Winning numbers for 1 draw on March 24, 2026 in Vermont.
Draw times: Evening.
Our take on the Tri-State Gimme 5 results
March 24, 2026Tri-State Gimme 5 report — Tuesday night, March 24, 2026: 15 18 24 28 31 shows a notable pattern
On Tuesday night, March 24, 2026, the Tri-State Gimme 5 draw in Vermont brought 15 18 24 28 31 back after days away. Given an expected cadence of 1 in 575,757 draws, this interval places the result well beyond typical spacing and makes it a meaningful entry for long-term distribution tracking.
Overview
On Tuesday night, March 24, 2026, the Tri-State Gimme 5 draw in Vermont brought 15 18 24 28 31 back after days away.
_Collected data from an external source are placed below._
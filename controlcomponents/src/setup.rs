//! The setup component's side of the return codes protocol: encrypting the voters' hashed
//! partial choice return codes and confirmation keys for the nodes, and computing the
//! allow-lists from the nodes' exponentiated shares.

use crate::*;
use rand::{CryptoRng, RngCore};

/// Encrypt hashAndSquare(pCC_i) for every partial choice return code under the setup key
pub fn encrypt_hashed_partial_choice_return_codes<R: RngCore + CryptoRng>(
    partial_choice_return_codes: &[GqElement],
    setup_public_key: &ElGamalPublicKey,
    rng: &mut R,
) -> Result<ElGamalCiphertext, ValidationError> {
    let hashed: Vec<GqElement> = partial_choice_return_codes.iter().map(hash_and_square).collect();
    ElGamalCiphertext::encrypt(&hashed, setup_public_key, rng)
}

/// Encrypt hashAndSquare(CK) under the setup key
pub fn encrypt_hashed_confirmation_key<R: RngCore + CryptoRng>(
    confirmation_key: &GqElement,
    setup_public_key: &ElGamalPublicKey,
    rng: &mut R,
) -> Result<ElGamalCiphertext, ValidationError> {
    ElGamalCiphertext::encrypt(&[hash_and_square(confirmation_key)], setup_public_key, rng)
}

/// Allow-list entries of every partial choice return code of a voter, paired with the
/// correctness id of the position it may be selected in
pub fn partial_choice_allow_list_entries(
    election_event_id: &str,
    verification_card_id: &str,
    options: &[(GqElement, String)],
) -> Vec<String> {
    options
        .iter()
        .map(|(pcc, correctness_id)| {
            hash_partial_choice_return_code(
                &hash_and_square(pcc),
                verification_card_id,
                election_event_id,
                correctness_id,
            )
        })
        .collect()
}

/// The long vote cast allow-list entry of a voter.
///
/// Decrypts every node's exponentiated encrypted confirmation key, given in node order, to
/// obtain lVCC_j, then hashes and combines the shares exactly like the nodes do.
pub fn long_vote_cast_allow_list_entry(
    election_event_id: &str,
    verification_card_set_id: &str,
    verification_card_id: &str,
    setup_private_key: &ElGamalPrivateKey,
    exponentiated_encrypted_confirmation_keys: &[ElGamalCiphertext],
) -> Result<String, ValidationError> {
    if exponentiated_encrypted_confirmation_keys.is_empty() {
        return Err(ValidationError::Empty("exponentiated encrypted confirmation keys"));
    }

    let mut hashes = Vec::with_capacity(exponentiated_encrypted_confirmation_keys.len());
    for (j, ciphertext) in exponentiated_encrypted_confirmation_keys.iter().enumerate() {
        ensure_length("exponentiated encrypted confirmation key", 1, ciphertext.size())?;
        let lvcc = ciphertext.decrypt(setup_private_key)?[0];
        hashes.push(hash_lvcc_share(
            election_event_id,
            verification_card_set_id,
            verification_card_id,
            (j + 1) as u8,
            &lvcc,
        ));
    }

    Ok(combine_lvcc_hashes(
        election_event_id,
        verification_card_set_id,
        verification_card_id,
        &hashes,
    ))
}

#[cfg(test)]
mod tests {
    use super::*;
    use rand::SeedableRng;
    use rand_chacha::ChaCha20Rng;

    #[test]
    fn test_allow_list_entry_matches_node_computation() {
        let mut rng = ChaCha20Rng::seed_from_u64(60);
        let group = GqGroup::default();
        let setup_key = ElGamalKeyPair::generate(&group, 1, &mut rng).unwrap();
        let (ee, vcs, vc) = (new_id(), new_id(), new_id());

        let ck = group.random_element(&mut rng);
        let encrypted = encrypt_hashed_confirmation_key(&ck, setup_key.public_key(), &mut rng).unwrap();

        // Each node exponentiates with its own kc
        let kcs: Vec<ZqElement> = (0..4).map(|_| ZqElement::random(&mut rng)).collect();
        let exponentiated: Vec<ElGamalCiphertext> = kcs.iter().map(|kc| encrypted.exponentiate(kc)).collect();
        let entry = long_vote_cast_allow_list_entry(&ee, &vcs, &vc, setup_key.private_key(), &exponentiated)
            .unwrap();

        // The voting phase recomputes lVCC_j = hashAndSquare(CK)^kc_j
        let hashes: Vec<String> = kcs
            .iter()
            .enumerate()
            .map(|(j, kc)| {
                let lvcc = hash_and_square(&ck).exponentiate(kc);
                hash_lvcc_share(&ee, &vcs, &vc, (j + 1) as u8, &lvcc)
            })
            .collect();
        assert_eq!(entry, combine_lvcc_hashes(&ee, &vcs, &vc, &hashes));

        // A wrong confirmation key does not match
        let wrong = group.random_element(&mut rng);
        let wrong_hashes: Vec<String> = kcs
            .iter()
            .enumerate()
            .map(|(j, kc)| hash_lvcc_share(&ee, &vcs, &vc, (j + 1) as u8, &hash_and_square(&wrong).exponentiate(kc)))
            .collect();
        assert_ne!(entry, combine_lvcc_hashes(&ee, &vcs, &vc, &wrong_hashes));
    }
}
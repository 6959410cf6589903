use crate::Verbosity;
use controlcomponents::*;
use ed25519_dalek::SecretKey;
use rand::rngs::OsRng;

/// Selections per voter in the demo election
const PSI: usize = 2;

pub fn command_e2e(matches: &clap::ArgMatches, verbosity: Verbosity) {
    let voters: usize = match matches.value_of("voters").unwrap_or("3").parse() {
        Ok(voters) if voters > 0 => voters,
        _ => {
            eprintln!("controlcomponents e2e: --voters must be a positive number");
            std::process::exit(1);
        }
    };

    if let Err(e) = run(voters, verbosity) {
        eprintln!("controlcomponents e2e: {}", e);
        std::process::exit(1);
    }
}

struct Voter {
    verification_card_id: String,
    partial_choice_return_codes: Vec<GqElement>,
    confirmation_key: GqElement,
}

/// Every node behind one in-memory broker, seen from the voting server
struct Network {
    election_event_id: String,
    verification_card_set_id: String,
    nodes: Vec<ControlComponentNode<MemStore>>,
    directory: NodeDirectory,
    broker: MemBroker,
}

impl Network {
    fn exchange(&mut self, node_index: usize, request: ReturnCodesRequest) -> Result<ReturnCodesResponse, Error> {
        let node_id = node_index as u8 + 1;
        let payload = ReturnCodesRequestPayload {
            election_event_id: self.election_event_id.clone(),
            verification_card_set_id: self.verification_card_set_id.clone(),
            request,
        };
        self.broker.send(Message::new(
            queue_name(RETURN_CODES_REQUEST_PATTERN, node_id),
            new_id(),
            serde_json::to_vec(&payload)?,
        ));
        self.nodes[node_index].poll(&mut self.broker, &mut OsRng)?;

        let message = self
            .broker
            .receive(&queue_name(RETURN_CODES_RESPONSE_PATTERN, node_id))
            .ok_or_else(|| Error::UnexpectedResponse(format!("node {} did not answer", node_id)))?;
        let signed: Signed<ReturnCodesResponsePayload> = serde_json::from_slice(&message.body)?;
        signed.verify_signature(self.directory.get(node_id)?)?;

        match signed.into_inner().response {
            ReturnCodesResponse::Rejected { reason } => Err(Error::UnexpectedResponse(reason)),
            response => Ok(response),
        }
    }

    fn exchange_all<F>(&mut self, request: F) -> Result<Vec<ReturnCodesResponse>, Error>
    where
        F: Fn(usize) -> ReturnCodesRequest,
    {
        let mut responses = Vec::with_capacity(self.nodes.len());
        for j in 0..self.nodes.len() {
            responses.push(self.exchange(j, request(j))?);
        }
        Ok(responses)
    }
}

fn unexpected(response: ReturnCodesResponse) -> Error {
    Error::UnexpectedResponse(format!("{:?}", response))
}

fn run(num_voters: usize, verbosity: Verbosity) -> Result<(), Error> {
    let base = Config::from_env()?;
    let election_event_id = new_id();
    let group = GqGroup::from_seed(election_event_id.as_bytes());
    let mut rng = OsRng;

    // Nodes and their keys
    let mut directory = NodeDirectory::default();
    let mut secrets = Vec::new();
    for node_id in 1..=base.total_nodes {
        let (secret, public) = generate_keypair();
        directory.insert(node_id, public);
        secrets.push(secret);
    }

    let mut nodes = Vec::new();
    let mut node_keys = Vec::new();
    for (secret, node_id) in secrets.into_iter().zip(1..=base.total_nodes) {
        let config = node_config(&base, node_id, secret);
        let mut node = ControlComponentNode::new(config, group, directory.clone(), MemStore::default())?;
        node_keys.push(node.generate_keys(&election_event_id, &mut rng)?);
        nodes.push(node);
    }
    println!("> Generated keys for {} nodes", nodes.len());

    let mut network = Network {
        election_event_id: election_event_id.clone(),
        verification_card_set_id: new_id(),
        nodes,
        directory,
        broker: MemBroker::default(),
    };
    let ee = election_event_id.as_str();
    let vcs = network.verification_card_set_id.clone();

    // Configuration phase
    let setup_key = ElGamalKeyPair::generate(&group, PSI, &mut rng)?;
    let correctness_ids: Vec<String> = (0..PSI).map(|i| format!("contest-{}", i)).collect();
    let mut voters = Vec::with_capacity(num_voters);
    let mut public_keys = Vec::with_capacity(num_voters);
    let mut encrypted_pccs = Vec::with_capacity(num_voters);
    let mut encrypted_cks = Vec::with_capacity(num_voters);
    for _ in 0..num_voters {
        let voter = Voter {
            verification_card_id: new_id(),
            partial_choice_return_codes: (0..PSI).map(|_| group.random_element(&mut rng)).collect(),
            confirmation_key: group.random_element(&mut rng),
        };
        public_keys.push(ElGamalKeyPair::generate(&group, 1, &mut rng)?.public_key().clone());
        encrypted_pccs.push(encrypt_hashed_partial_choice_return_codes(
            &voter.partial_choice_return_codes,
            setup_key.public_key(),
            &mut rng,
        )?);
        encrypted_cks.push(encrypt_hashed_confirmation_key(
            &voter.confirmation_key,
            setup_key.public_key(),
            &mut rng,
        )?);
        voters.push(voter);
    }
    let ids = voters.iter().map(|v| v.verification_card_id.clone()).collect();
    let input = GenEncLongCodeSharesInput::new(ids, public_keys, encrypted_pccs, encrypted_cks)?;

    let mut outputs = Vec::new();
    for response in network.exchange_all(|_| ReturnCodesRequest::GenEncLongCodeShares(input.clone()))? {
        match response {
            ReturnCodesResponse::GenEncLongCodeShares(output) => outputs.push(output),
            other => return Err(unexpected(other)),
        }
    }

    let mut set = VerificationCardSet::new(ee, &vcs, correctness_ids.clone())?;
    for (i, voter) in voters.iter().enumerate() {
        let options: Vec<(GqElement, String)> = voter
            .partial_choice_return_codes
            .iter()
            .cloned()
            .zip(correctness_ids.iter().cloned())
            .collect();
        set.partial_choice_allow_list
            .extend(partial_choice_allow_list_entries(ee, &voter.verification_card_id, &options));

        let exponentiated: Vec<ElGamalCiphertext> = outputs
            .iter()
            .map(|o| o.exponentiated_encrypted_confirmation_keys[i].clone())
            .collect();
        set.long_vote_cast_allow_list.insert(long_vote_cast_allow_list_entry(
            ee,
            &vcs,
            &voter.verification_card_id,
            setup_key.private_key(),
            &exponentiated,
        )?);
    }
    for node in network.nodes.iter_mut() {
        node.store_mut().set_verification_card_set(set.clone());
    }
    println!("> Registered {} verification cards and published the allow-lists", voters.len());

    // Voting phase
    let ccr_keys: Vec<ElGamalPublicKey> = node_keys
        .iter()
        .map(|k| k.ccr_choice_return_codes_public_key.clone())
        .collect();
    let ccr_key = ElGamalPublicKey::combine(&ccr_keys)?;

    for (i, voter) in voters.iter().enumerate() {
        let vc = voter.verification_card_id.clone();
        let encrypted = ElGamalCiphertext::encrypt(&voter.partial_choice_return_codes, &ccr_key, &mut rng)?;

        let mut decryptions = Vec::new();
        let responses = network.exchange_all(|_| ReturnCodesRequest::PartialDecryptPcc {
            verification_card_id: vc.clone(),
            encrypted_partial_choice_return_codes: encrypted.clone(),
        })?;
        for response in responses {
            match response {
                ReturnCodesResponse::PartialDecryptPcc(output) => decryptions.push(output),
                other => return Err(unexpected(other)),
            }
        }
        let pccs = decrypt_pcc(ee, &encrypted, &ccr_keys, &decryptions)?;
        network.exchange_all(|_| ReturnCodesRequest::CreateLccShare {
            verification_card_id: vc.clone(),
            partial_choice_return_codes: pccs.clone(),
        })?;
        if verbosity as u8 >= Verbosity::Info as u8 {
            println!("  voter {} sent their vote", vc);
        }

        // The first voter mistypes their ballot casting key once
        if i == 0 {
            let wrong = group.random_element(&mut rng);
            let confirmed = confirm(&mut network, &vc, &wrong)?;
            println!("  voter {} confirmed with a wrong key: {}", vc, confirmed);
        }
        let confirmed = confirm(&mut network, &vc, &voter.confirmation_key)?;
        if !confirmed {
            return Err(Error::UnexpectedResponse(format!("voter {} could not confirm", vc)));
        }
    }
    println!("> {} voters sent and confirmed their votes", voters.len());

    // Tally phase
    let node_election_keys: Vec<ElGamalPublicKey> =
        node_keys.iter().map(|k| k.election_public_key.clone()).collect();
    let election_key = ElGamalPublicKey::combine(&node_election_keys)?;
    let votes: Vec<GqElement> = (0..num_voters).map(|_| group.random_element(&mut rng)).collect();
    let ballot_box = BallotBox {
        election_event_id: ee.to_owned(),
        ballot_box_id: new_id(),
        encrypted_votes: votes
            .iter()
            .map(|v| ElGamalCiphertext::encrypt(&[*v], &election_key, &mut rng))
            .collect::<Result<Vec<_>, _>>()?,
        node_election_public_keys: node_election_keys,
    };
    let bb = ballot_box.ballot_box_id.clone();
    network.nodes[0].store_mut().set_ballot_box(ballot_box);

    let orchestrator = MixnetOrchestrator::new(base.total_nodes, network.directory.clone())?;
    let mut store = MemStore::default();
    orchestrator.initiate(&mut store, &mut network.broker, ee, &bb)?;
    for node in network.nodes.iter_mut() {
        node.poll(&mut network.broker, &mut rng)?;
        orchestrator.poll(&mut store, &mut network.broker);
        let status = orchestrator.status(&store, ee, &bb);
        println!(
            "  node {} mixed, status {}",
            node.node_id(),
            serde_json::to_string(&status)?
        );
    }

    let final_payload = orchestrator
        .get_final_payload(&store, ee, &bb)
        .ok_or_else(|| Error::UnexpectedResponse(format!("ballot box {} is not mixed", bb)))?;
    let mut decrypted: Vec<[u8; 32]> = final_payload
        .votes()
        .iter()
        .flatten()
        .map(|v| v.to_bytes())
        .collect();
    let mut expected: Vec<[u8; 32]> = votes.iter().map(|v| v.to_bytes()).collect();
    decrypted.sort();
    expected.sort();
    if decrypted != expected {
        return Err(Error::UnexpectedResponse("decrypted votes do not match".to_owned()));
    }
    println!(
        "> Mixed and decrypted {} votes through {} nodes",
        decrypted.len(),
        orchestrator.count_mix_decrypt_online_payloads(&store, ee, &bb)
    );
    println!("> Election verified OK");

    Ok(())
}

fn node_config(base: &Config, node_id: u8, secret_key: SecretKey) -> Config {
    Config {
        node_id,
        total_nodes: base.total_nodes,
        max_confirmation_attempts: base.max_confirmation_attempts,
        phi: base.phi,
        secret_key: Some(secret_key),
    }
}

/// One confirmation attempt on every node, returning whether all of them confirmed
fn confirm(network: &mut Network, verification_card_id: &str, confirmation_key: &GqElement) -> Result<bool, Error> {
    let mut hashes = Vec::new();
    let responses = network.exchange_all(|_| ReturnCodesRequest::CreateLvccShare {
        verification_card_id: verification_card_id.to_owned(),
        confirmation_key: *confirmation_key,
    })?;
    for response in responses {
        match response {
            ReturnCodesResponse::CreateLvccShare(share) => hashes.push(share.hashed_long_vote_cast_return_code_share),
            other => return Err(unexpected(other)),
        }
    }

    let mut confirmed = true;
    let responses = network.exchange_all(|j| {
        let mut others = hashes.clone();
        let own = others.remove(j);
        ReturnCodesRequest::VerifyLvccHash {
            verification_card_id: verification_card_id.to_owned(),
            hashed_long_vote_cast_return_code_share: own,
            other_hashed_long_vote_cast_return_code_shares: others,
        }
    })?;
    for response in responses {
        match response {
            ReturnCodesResponse::VerifyLvccHash { confirmed: node_confirmed, .. } => confirmed &= node_confirmed,
            other => return Err(unexpected(other)),
        }
    }
    Ok(confirmed)
}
Given an expected cadence of 1 in 575,757 draws, this interval places the result well beyond typical spacing and makes it a meaningful entry for long-term distribution tracking.
Combo Profile
Structurally, this sequence uses 5 distinct numbers with no repeats noted. The range sits at 15 to 31, a wide spread.
Why Droughts Matter
Extended gaps are best treated as context, not forward-looking - they show how distribution tails behave. They clarify how far outcomes drift from baseline cadence.
Data Notes
In detail: this analysis documents the draw results for Tuesday night, March 24, 2026 and evaluates them against long-run frequency baselines. This is descriptive, not predictive.
From Stepzero
The takeaway: this reporting is built to document distribution behavior over time as a calm, evidence-first reference. The aim is a trustworthy record.
Additional Context
Long-horizon measurement matters most when viewed across extended windows. As samples expand, the distribution becomes clearer and anomalies settle into their expected ranges.
Distribution analysis depends on consistent documentation. Each draw updates the record, allowing analysts to test whether deviations persist, reverse, or revert to expected ranges.
Distribution analysis depends on consistent documentation. Each draw updates the record, allowing analysts to test whether deviations persist, reverse, or revert to expected ranges.
Adding to the Long-Term Record
Over the broader record, this entry adds another data point to the record. Reliability is a function of the growing record.